In Halle versammelten sich am Montag um 17 Uhr 15.000 Menschen mir Plakaten auf dem Markt. SED-Leute versuchten vergeblich, mit Diskussionen die Demonstration aufzuhalten. Etwa 7.000 Leute zogen über Boulevard, Hansaring und dann zum Markt zurück, eine zweite Gruppe von etwa 8.000 zog direkt zum SEDGebäude am Thälmannplatz. Auf Plakaten hieß es beispielsweise „Reformen, Egon Krenz, sonst hast Du keine Fans“. In einer Erklärung bedankte sich die Hallenser Mahnwache für die Solidarität der Bürger und forderte unter anderem die Zulassung der Öffentlichkeit bei politischen Verfahren und die Entschädigung der Opfer der Demonstrationen um den 7. Oktober. Der Oberbürgermeister von Halle bot ein Gespräch für Donnerstag, den 26.10., im Kulturhaus „Volkspark“ an. In Halle wird es jetzt jeden Montag um 17.00 am Markt eine Demonstration geben.
In Stralsund gab es um 19.30 eine Andacht in der Marienkirche, die um 21.00 wiederholt werden mußte, weil 5.000 kamen. Während der ersten Andacht verlas der stellv. Bürgermeister, Schlegel, einen Dialog-Aufruf, wurde dabei aber wegen des dogmatischen Tons und der altgewohnten Machtgebährde ausgepfiffen. Nach der ersten Andacht zog ein Schweigemarsch von 2.000 über den Leninplatz und das Rathaus zurück zum Boulevard. Am Tage hatte es Rathausgespräche gegeben. 500 Leute waren da. Der Inhalt wird von Zuhörern als „Schnee von gestern“ bezeichnet. Es wurde aneinander vorbei geredet. Auf brisante Fragen gab es keine Antworten.

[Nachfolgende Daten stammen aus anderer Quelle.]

//! Stack definition source and environment entries

use std::path::{Path, PathBuf};

use portainer_api::{EnvVar, Error, Result};

/// Where the compose definition for a deploy or update comes from
#[derive(Debug, Clone, PartialEq, Eq)]
pub enum StackSource {
    /// Inline fragments, already joined
    Inline(String),
    /// Local compose file
    File(PathBuf),
}

impl StackSource {
    /// Inline fragments win over the file path. Returns `None` when neither
    /// is usable.
    pub fn select(fragments: &[String], file: Option<&Path>) -> Option<Self> {
        let inline = fragments.join("\n");
        if !inline.is_empty() {
            return Some(StackSource::Inline(inline));
        }

        file.filter(|path| !path.as_os_str().is_empty())
            .map(|path| StackSource::File(path.to_path_buf()))
    }
}

/// Parse a `KEY=VALUE` entry, splitting on the first `=`
pub fn parse_env_entry(entry: &str) -> Result<EnvVar> {
    let (name, value) = entry.split_once('=').ok_or_else(|| {
        Error::Configuration(format!(
            "invalid stack environment entry \"{}\": expected KEY=VALUE",
            entry
        ))
    })?;

    if name.is_empty() {
        return Err(Error::Configuration(format!(
            "invalid stack environment entry \"{}\": empty variable name",
            entry
        )));
    }

    Ok(EnvVar::new(name, value))
}

pub fn parse_environment<S: AsRef<str>>(entries: &[S]) -> Result<Vec<EnvVar>> {
    entries
        .iter()
        .map(|entry| parse_env_entry(entry.as_ref()))
        .collect()
}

In der uckermärkischen Kleinstadt Templin kam es nach einem Friedensgebet in einer ev.Kirche zu einer Demonstration von 600 Menschen durch die Stadt. Vor dem Gebäude der Polizei, der Staatssicherheit und dem Gericht wurden Kerzen aufgestellt. Die Polizei hielt sich zurück und regelte den Verkehr.
In Zwickau kamen 2.000 zur montäglichen Fürbittenandacht. Dabei gab es nach einer Fürbitte für die Inhaftierten eine Podiumsdiskussion mit dem Bezirksvorstand der CDU Karl-Marx-Stadt, dem Neuen Forum und einer Gruppe konziliarer Prozeß und Ökumene von Methodisten und Katholiken. Danach gab es die erste unabhängige Zwickauer Demonstration. Ca. 1.500 Menschen gingen mit Kerzen schweigend durch die Innenstadt. In Magdeburg gab es am Montag eine Demonstration von 30.000 Menschen mit Plakaten wie „Demokratisierung“, „ziviler Ersatzdienst“, „Neues Forum“. Demonstrationen soll es auch in Eisenach gegeben haben.
In Dresden nahmen 10.000 Menschen an einer Demonstration teil.